Amanda offers supervision to provisional psychologists. She enjoys helping them realize their strengths and become the best clinician and human they can be. Her fee is 150 per clinical hour. Here is how she likes to think about supervision:

Supervision is relational

The dialogue that takes place between the supervisor and the therapist provides opportunities to explore multiple realities; there is the potential to generate new ideas and understandings. (Chang & Gaete, 2014)

The supervisor assumes a stance of curiosity regarding the clinician’s perspective.

Each therapeutic encounter can evolve in a number of directions. A not-knowing stance on the part of the supervisor can be helpful in inviting the clinician to reflect on the choices to be made during a therapy session (Felmons, Green, & Rambo, 1996).

The therapist-supervisor relationship is a collaborative, respectful endeavour guided by goals and expectations. (Lee, 1999)

The conversation should be a place where the clinicians feel safe to talk about both successes and dilemmas.

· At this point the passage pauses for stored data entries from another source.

//! Per-circuit cache of prepared circuits
//!
//! ```text
//! Unloaded ──load──▶ Loading ──ok──▶ Ready
//!    ▲                  │
//!    └──────err─────────┘
//! ```
//!
//! Each circuit type owns a `OnceCell`; callers that race on a cold type all
//! wait on the one in-flight load and receive the same `Arc`.

use std::collections::HashMap;
use std::future::Future;
use std::sync::atomic::{AtomicBool, Ordering};
use std::sync::{Arc, Mutex, PoisonError};

use tokio::sync::OnceCell;
use tracing::debug;

use crate::ProverError;
use crate::circuit::CircuitType;

#[derive(Debug, Clone, Copy, PartialEq, Eq)]
pub enum CircuitState {
    Unloaded,
    Loading,
    Ready,
}

struct Slot<C> {
    cell: OnceCell<Arc<C>>,
    loading: AtomicBool,
}

/// Clears the loading flag even if the load future is dropped
struct LoadingGuard<'a>(&'a AtomicBool);

impl Drop for LoadingGuard<'_> {
    fn drop(&mut self) {
        self.0.store(false, Ordering::SeqCst);
    }
}

pub struct CircuitCache<C> {
    slots: Mutex<HashMap<CircuitType, Arc<Slot<C>>>>,
}

impl<C> Default for CircuitCache<C> {
    fn default() -> Self {
        Self {
            slots: Mutex::new(HashMap::new()),
        }
    }
}

impl<C> CircuitCache<C> {
    pub fn new() -> Self {
        Self::default()
    }

    fn slot(&self, circuit: CircuitType) -> Arc<Slot<C>> {
        let mut slots = self.slots.lock().unwrap_or_else(PoisonError::into_inner);
        slots
            .entry(circuit)
            .or_insert_with(|| {
                Arc::new(Slot {
                    cell: OnceCell::new(),
                    loading: AtomicBool::new(false),
                })
            })
            .clone()
    }

    pub fn state(&self, circuit: CircuitType) -> CircuitState {
        let slots = self.slots.lock().unwrap_or_else(PoisonError::into_inner);
        match slots.get(&circuit) {
            Some(slot) if slot.cell.initialized() => CircuitState::Ready,
            Some(slot) if slot.loading.load(Ordering::SeqCst) => CircuitState::Loading,
            _ => CircuitState::Unloaded,
        }
    }

    /// Return the cached circuit, running `load` if none is cached.
    ///
    /// A failed load leaves the type unloaded so the next call retries.
    pub async fn get_or_load<F, Fut>(
        &self,
        circuit: CircuitType,
        load: F,
    ) -> Result<Arc<C>, ProverError>
    where
        F: FnOnce() -> Fut,
        Fut: Future<Output = Result<C, ProverError>>,
    {
        let slot = self.slot(circuit);
        if let Some(ready) = slot.cell.get() {
            debug!("{} circuit cache hit", circuit);
            return Ok(ready.clone());
        }

        let loading = &slot.loading;
        let loaded = slot
            .cell
            .get_or_try_init(move || async move {
                loading.store(true, Ordering::SeqCst);
                let _guard = LoadingGuard(loading);
                debug!("Loading {} circuit", circuit);
                load().await.map(Arc::new)
            })
            .await?;

        Ok(loaded.clone())
    }

    /// Drop every cached circuit; in-flight loads finish into detached slots
    pub fn clear(&self) {
        let mut slots = self.slots.lock().unwrap_or_else(PoisonError::into_inner);
        slots.clear();
    }
}

#[cfg(test)]
mod tests {
    use super::*;
    use std::sync::atomic::AtomicUsize;
    use std::time::Duration;

    #[tokio::test]
    async fn test_failed_load_stays_unloaded() {
        let cache: CircuitCache<u32> = CircuitCache::new();

        let err = cache
            .get_or_load(CircuitType::Deposit, || async {
                Err(ProverError::ArtifactLoad {
                    circuit: CircuitType::Deposit,
                    reason: "offline".into(),
                })
            })
            .await;
        assert!(err.is_err());
        assert_eq!(cache.state(CircuitType::Deposit), CircuitState::Unloaded);

        let value = cache
            .get_or_load(CircuitType::Deposit, || async { Ok(7) })
            .await
            .unwrap();
        assert_eq!(*value, 7);
        assert_eq!(cache.state(CircuitType::Deposit), CircuitState::Ready);
    }

    #[tokio::test]
    async fn test_racing_loads_converge() {
        let cache: CircuitCache<u32> = CircuitCache::new();
        let counter = AtomicUsize::new(0);
        let loads = &counter;

        let load = move || async move {
            loads.fetch_add(1, Ordering::SeqCst);
            tokio::time::sleep(Duration::from_millis(20)).await;
            Ok(42)
        };

        let (a, b) = tokio::join!(
            cache.get_or_load(CircuitType::Withdraw, load),
            cache.get_or_load(CircuitType::Withdraw, load),
        );

        assert!(Arc::ptr_eq(&a.unwrap(), &b.unwrap()));
        assert_eq!(counter.load(Ordering::SeqCst), 1);
    }

    #[tokio::test]
    async fn test_loading_state_visible() {
        let cache: Arc<CircuitCache<u32>> = Arc::new(CircuitCache::new());
        let (tx, rx) = tokio::sync::oneshot::channel::<()>();

        let loader = {
            let cache = cache.clone();
            tokio::spawn(async move {
                cache
                    .get_or_load(CircuitType::Transfer, move || async move {
                        let _ = rx.await;
                        Ok(1)
                    })
                    .await
            })
        };

        tokio::task::yield_now().await;
        while cache.state(CircuitType::Transfer) == CircuitState::Unloaded {
            tokio::task::yield_now().await;
        }
        assert_eq!(cache.state(CircuitType::Transfer), CircuitState::Loading);

        tx.send(()).unwrap();
        loader.await.unwrap().unwrap();
        assert_eq!(cache.state(CircuitType::Transfer), CircuitState::Ready);

        cache.clear();
        assert_eq!(cache.state(CircuitType::Transfer), CircuitState::Unloaded);
    }
}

Clinicians who feel safe are more likely to create a safe therapeutic environment for their clients. (Harper-Jaques, 2002)

The hierarchy is overt. (Cook, 1997)

It is talked about at the outset of the relationship and from time to time over the course of the relationship.

Both the therapist and supervisor bring expertise to the supervisory relationship. (Harper-Jaques & Houger-Limacher, 2008)

It is useful to attend to the therapist’s learning style (Carroll, 2010). The supervisor’s role is to support the clinician’s work with the client. In essence, the supervisor’s client is the therapist.